The effect of those "tanker strikes": fuel sales up 7.2%

Could the panic buying have boosted GDP?

The retail sales index for March 2012 is out, and it is stronger than expected. Year-on-year, sales increased in value by 5.7 per cent and by volume by 3.3 per cent. But there was one line in particular which caught everyone's eye:

Sales volumes growth was driven by other stores, non-store retailing and predominantly automotive fuel.

The volume of automotive fuel sales increased by 7.2 per cent in March compared to March 2011, while the breakdown shows that excluding fuel sales, retail growth was 4.9 per cent (value) or 2.8 per cent (volume), reductions of 0.8 or 0.5 points respectively.

When the government first sparked panic buying over the potential of a fuel tanker strike (which, if not announced today, will definitely not happen unless a second vote is held), there were suggestions that it may have been deliberately induced to boost GDP for the first quarter of 2012. Given we are on the knife-edge of a technical recession, even a 0.1 percentage point increase in GDP growth could be hugely psychologically important.

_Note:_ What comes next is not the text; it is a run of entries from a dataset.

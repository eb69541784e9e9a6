//! Label selector rendering.

use std::collections::BTreeMap;

/// Renders a selector mapping as an equality-based label selector query,
/// e.g. `app=web,tier=frontend`.
pub fn render_label_selector(selector: &BTreeMap<String, String>) -> String {
    selector
        .iter()
        .map(|(key, value)| format!("{key}={value}"))
        .collect::<Vec<_>>()
        .join(",")
}
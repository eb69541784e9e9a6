//! Service Target Pods Exporter Library
//!
//! Periodically counts, for every Kubernetes Service with a Pod selector,
//! how many of the selected Pods are Running, and exposes the count as the
//! `kube_service_target_pods_num` Prometheus gauge.
//!
//! # Architecture
//!
//! ```text
//! poller (background) → cluster → metrics ← HTTP scrape (foreground)
//! ```
//!
//! The poll loop and the HTTP server share one [`ServiceMetrics`] registry.
//! Every value is recomputed each pass; nothing is persisted.
//!
//! # Example
//!
//! ```no_run
//! use service_target_pods::{cluster, metrics::ServiceMetrics, poller::Poller};
//! use std::{sync::Arc, time::Duration};
//!
//! # async fn demo() -> Result<(), Box<dyn std::error::Error>> {
//! let reader = Arc::new(cluster::connect().await?);
//! let metrics = Arc::new(ServiceMetrics::new()?);
//!
//! let poller = Poller::new(reader, metrics.clone(), Duration::from_secs(30));
//! let report = poller.run_pass().await;
//! println!("updated {} services", report.updated);
//! # Ok(())
//! # }
//! ```

#![warn(missing_docs)]
#![warn(rust_2018_idioms)]
#![deny(unsafe_code)]

pub mod cluster;
pub mod config;
pub mod metrics;
pub mod poller;

// Re-export commonly used types at crate root
pub use cluster::{ClusterError, ClusterReader, KubeClusterReader, MockClusterReader};
pub use config::{ConfigError, ExporterConfig};
pub use metrics::{MetricsServer, ServiceMetrics};
pub use poller::{PassReport, Poller};

/// Library version.
pub const VERSION: &str = env!("CARGO_PKG_VERSION");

While it remains unlikely to be deliberate, the possibility that it could actually have that effect is no longer quite so laughable. If even half of the growth in fuel sales was due to the panic, that would mean an increase of 0.4 percentage points in total sales value in March 2012. Given fuel doesn't go off, that would likely be reflected by a similar dip in April 2012 – but April is in the second quarter.

Unpacking the various effects will be tricky, but it would be fascinating indeed if one of the worst ever news cycles for the government resulted in preventing an even worse one.

A petrol station with no fuel. But was it deliberate?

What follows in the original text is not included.